More on Jamie Jones >

1. Dean Cox
My player of the season for 2010/11, one who boasts the ability to square up to any hulking lower league hard man and fearlessly look him straight in the knee. Yep, Tiny packs a whole lot of attitude into the body of a medium-sized schoolgirl and adds a touch of genuine class to the Orient team as well as being the creative inspiration for much of their attacking play. Indeed, his delivery is so good the scouts watching him this season were from Royal Mail, DHL and the maternity unit at Homerton Hospital. You can't argue with 12 goals and 22 assists over the course of a season - although Cox himself would probably try, straight after he'd started a fight in an empty room.
More on Dean Cox >

01 May 2011

Leyton Orient 0 Tranmere Rovers 3, 1/5/11

A game which... for Orient was much like strutting up to the Royal Wedding reception thinking you've got an outside chance of pulling Pippa Middleton, only to end the night staring desolately into your pint glass while Princess Eugenie yabbers inanely in your ear. Yes, the play-off dream is over and in truth, Orient looked jaded, allowing Tranmere - playing the match free of any implications - to boss the show. But let this not detract from what has been a season to savour, one that'll live long in the memories of fans.

Moment to savour... It's the delighful Cheery Os dance troupe, whose routine was once again transformed into a racy wet T-shirt performance by the mischievous groundsman who gave them a good soaking via the underground sprinkler system. Just think, if Prince William had spent more time in Faces Nightclub, Gants Hill, he could have been taking one of these hotties up the aisle rather than the prim Kate Middleton. Your loss, Wills.

Head in hands moment... When mini-firecracker Dean Cox called the assistant referee a 'super-c**t', evoking images of a comic book villain that dresses mainly in black and tries to bring down the world by incorrectly calling throw-in decisions and flagging Jonathan Tehoue offside.

King for 20 minutes... For the majority of the game, Orient's attacks were about as incisive as a Fearne Cotton interview. But when Paul-Jose M'Poku ambled onto the pitch with his loping cowboy gait, suddenly - as so often has happened this season - the home side were invigorated. The young Belgian helped create chance after chance and his skills will be sorely missed once he returns to Spurs.

Boo boy... Everyone in an Orient shirt played their hearts out - even Jonathan Tehoue could be seen running all over the pitch as if his contract depended on it - so this is no time for criticism. In fact, I salute each and every player for the effort they've put in this season. Except Aaron Brown, of course.
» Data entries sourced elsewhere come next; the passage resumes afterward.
//! Guessifyctl library - exposes modules for testing

pub mod commands;
pub mod logging;
pub mod output;
//! Guessify configuration.
//!
//! Config file: $GUESSIFY_CONFIG, ~/.config/guessify/config.toml or
//! /etc/guessify/config.toml. Every field has a default, so an empty file
//! (or no file at all) is valid.

use crate::classifier::ModelConfig;
use crate::questions::QuestionBook;
use crate::selector::SelectorConfig;
use crate::turn::{StopPolicy, TurnController};
use anyhow::{Context, Result};
use serde::{Deserialize, Serialize};
use std::collections::HashMap;
use std::fs;
use std::path::{Path, PathBuf};

/// Where the catalog lives
#[derive(Debug, Clone, PartialEq, Serialize, Deserialize)]
pub struct CatalogConfig {
    #[serde(default = "default_catalog_path")]
    pub path: PathBuf,
}

fn default_catalog_path() -> PathBuf {
    PathBuf::from("data/celebrities.csv")
}

impl Default for CatalogConfig {
    fn default() -> Self {
        Self {
            path: default_catalog_path(),
        }
    }
}

#[derive(Debug, Clone, Default, PartialEq, Serialize, Deserialize)]
pub struct GuessifyConfig {
    #[serde(default)]
    pub catalog: CatalogConfig,

    #[serde(default)]
    pub model: ModelConfig,

    #[serde(default)]
    pub selector: SelectorConfig,

    /// Question limits
    #[serde(default)]
    pub game: StopPolicy,

    /// Per-attribute question text overrides
    #[serde(default)]
    pub questions: HashMap<String, String>,
}

impl GuessifyConfig {
    /// Get default user config path: ~/.config/guessify/config.toml
    pub fn user_config_path() -> Result<PathBuf> {
        let config_dir = match std::env::var("XDG_CONFIG_HOME") {
            Ok(xdg) if !xdg.is_empty() => PathBuf::from(xdg),
            _ => {
                let home = std::env::var("HOME").context("Cannot determine home directory")?;
                Path::new(&home).join(".config")
            }
        };
        Ok(config_dir.join("guessify").join("config.toml"))
    }

    /// Get system config path: /etc/guessify/config.toml
    pub fn system_config_path() -> PathBuf {
        PathBuf::from("/etc/guessify/config.toml")
    }

    /// Load configuration
    ///
    /// Priority:
    /// 1. $GUESSIFY_CONFIG
    /// 2. User config (~/.config/guessify/config.toml)
    /// 3. System config (/etc/guessify/config.toml)
    /// 4. Defaults
    pub fn load() -> Result<Self> {
        if let Ok(explicit) = std::env::var("GUESSIFY_CONFIG") {
            return Self::load_from(Path::new(&explicit));
        }

        if let Ok(user_path) = Self::user_config_path() {
            if user_path.exists() {
                return Self::load_from(&user_path);
            }
        }

        let system_path = Self::system_config_path();
        if system_path.exists() {
            return Self::load_from(&system_path);
        }

        Ok(Self::default())
    }

    /// Load and validate a specific file
    pub fn load_from(path: &Path) -> Result<Self> {
        let contents = fs::read_to_string(path)
            .with_context(|| format!("Failed to read {}", path.display()))?;
        let config: GuessifyConfig = toml::from_str(&contents)
            .with_context(|| format!("Failed to parse {}", path.display()))?;
        config.validate()?;
        Ok(config)
    }

    pub fn validate(&self) -> Result<()> {
        if self.game.min_questions > self.game.max_questions {
            anyhow::bail!(
                "game.min_questions ({}) exceeds game.max_questions ({})",
                self.game.min_questions,
                self.game.max_questions
            );
        }
        if self.selector.early_pool == 0 || self.selector.late_pool == 0 {
            anyhow::bail!("selector pool sizes must be at least 1");
        }
        if !(0.0..1.0).contains(&self.selector.importance_threshold) {
            anyhow::bail!(
                "selector.importance_threshold must be in [0, 1), got {}",
                self.selector.importance_threshold
            );
        }
        Ok(())
    }

    /// Turn controller built from this config
    pub fn turn_controller(&self) -> TurnController {
        TurnController::new(
            self.game.clone(),
            self.selector.clone(),
            QuestionBook::with_overrides(&self.questions),
        )
    }
}
//! Shared guessing engine with atomic reload.
//!
//! The catalog and trained model are built on first use and then shared
//! read-only by every session. `reload()` builds a fresh pair and swaps it
//! in; a turn that already took a snapshot keeps using the old pair.

use crate::answer::AnswerRecord;
use crate::catalog::Catalog;
use crate::classifier::{Classifier, ModelConfig, TrainingReport};
use crate::config::GuessifyConfig;
use crate::error::{GuessError, Result};
use crate::turn::{TurnController, TurnOutcome};
use rand::Rng;
use std::path::PathBuf;
use std::sync::{Arc, RwLock};
use tracing::info;

/// Where the catalog comes from
#[derive(Debug, Clone)]
pub enum CatalogSource {
    File(PathBuf),
    Inline(String),
}

impl CatalogSource {
    pub fn load(&self) -> Result<Catalog> {
        match self {
            CatalogSource::File(path) => Catalog::load(path),
            CatalogSource::Inline(text) => Catalog::parse(text),
        }
    }
}

/// Immutable catalog + model pair
#[derive(Debug)]
pub struct Engine {
    pub catalog: Catalog,
    pub model: Classifier,
    pub controller: TurnController,
    pub report: TrainingReport,
}

impl Engine {
    pub fn build(
        source: &CatalogSource,
        model_config: &ModelConfig,
        controller: TurnController,
    ) -> Result<Self> {
        let catalog = source.load()?;
        let model = Classifier::train(&catalog, model_config.clone())?;
        let report = model.evaluate(&catalog)?;
        Ok(Self {
            catalog,
            model,
            controller,
            report,
        })
    }

    pub fn advance<R: Rng + ?Sized>(
        &self,
        answers: &[AnswerRecord],
        rng: &mut R,
    ) -> Result<TurnOutcome> {
        self.controller
            .advance(&self.catalog, &self.model, answers, rng)
    }
}

/// Lazily built, reloadable engine shared across sessions
#[derive(Debug)]
pub struct GuessService {
    source: CatalogSource,
    model_config: ModelConfig,
    controller: TurnController,
    engine: RwLock<Option<Arc<Engine>>>,
}

impl GuessService {
    pub fn new(source: CatalogSource, model_config: ModelConfig, controller: TurnController) -> Self {
        Self {
            source,
            model_config,
            controller,
            engine: RwLock::new(None),
        }
    }

    pub fn from_config(config: &GuessifyConfig) -> Self {
        Self::new(
            CatalogSource::File(config.catalog.path.clone()),
            config.model.clone(),
            config.turn_controller(),
        )
    }

    pub fn is_loaded(&self) -> bool {
        self.engine.read().map(|guard| guard.is_some()).unwrap_or(false)
    }

    /// Current engine, building it on first use
    pub fn engine(&self) -> Result<Arc<Engine>> {
        {
            let guard = self
                .engine
                .read()
                .map_err(|_| GuessError::Internal("engine lock poisoned".to_string()))?;
            if let Some(engine) = guard.as_ref() {
                return Ok(Arc::clone(engine));
            }
        }

        let mut guard = self
            .engine
            .write()
            .map_err(|_| GuessError::Internal("engine lock poisoned".to_string()))?;
        // another caller may have built it while we waited
        if let Some(engine) = guard.as_ref() {
            return Ok(Arc::clone(engine));
        }
        let engine = Arc::new(Engine::build(&self.source, &self.model_config, self.controller.clone())?);
        info!("Guessing engine ready ({} entities)", engine.catalog.len());
        *guard = Some(Arc::clone(&engine));
        Ok(engine)
    }

    /// Rebuild from the source and swap atomically.
    ///
    /// On failure the previous engine stays in place.
    pub fn reload(&self) -> Result<Arc<Engine>> {
        let fresh = Arc::new(Engine::build(&self.source, &self.model_config, self.controller.clone())?);
        let mut guard = self
            .engine
            .write()
            .map_err(|_| GuessError::Internal("engine lock poisoned".to_string()))?;
        *guard = Some(Arc::clone(&fresh));
        info!("Guessing engine reloaded ({} entities)", fresh.catalog.len());
        Ok(fresh)
    }

    /// One turn against a single engine snapshot
    pub fn advance_turn<R: Rng + ?Sized>(
        &self,
        answers: &[AnswerRecord],
        rng: &mut R,
    ) -> Result<TurnOutcome> {
        let engine = self.engine()?;
        engine.advance(answers, rng)
    }

    /// One turn using the thread-local random source
    pub fn next_turn(&self, answers: &[AnswerRecord]) -> Result<TurnOutcome> {
        self.advance_turn(answers, &mut rand::thread_rng())
    }
}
In the dug out... Russell Slade began proceedings with a little joke. No, not giving Ryan Jarvis a place in the starting line up, but appearing in a wig. It's been a real pleasure to have a manager as passionate, astute and committed as Slade this season, so let's hope it's not a case of hair today, gone tomorrow.

What would Martin Ling have done? Gone for broke in a do-or-die fixture by playing a midfield four of Adam Chambers, Paul Terry, Donny Barnard and a 6ft garden fence. "People say I'm too cautious, but my middle name is danger," he'd say defiantly. "Well, actually it's Nathan, but you get my point."

Next season? Can Orient go one better in 2011/12 and actually make the play-offs? Well, it won't be easy, but if the lowly daughter of a flight attendent can one day become Queen simply by parading up and down in her underwear a bit then there is always hope. Either way, it's sure to be a thrilling ride.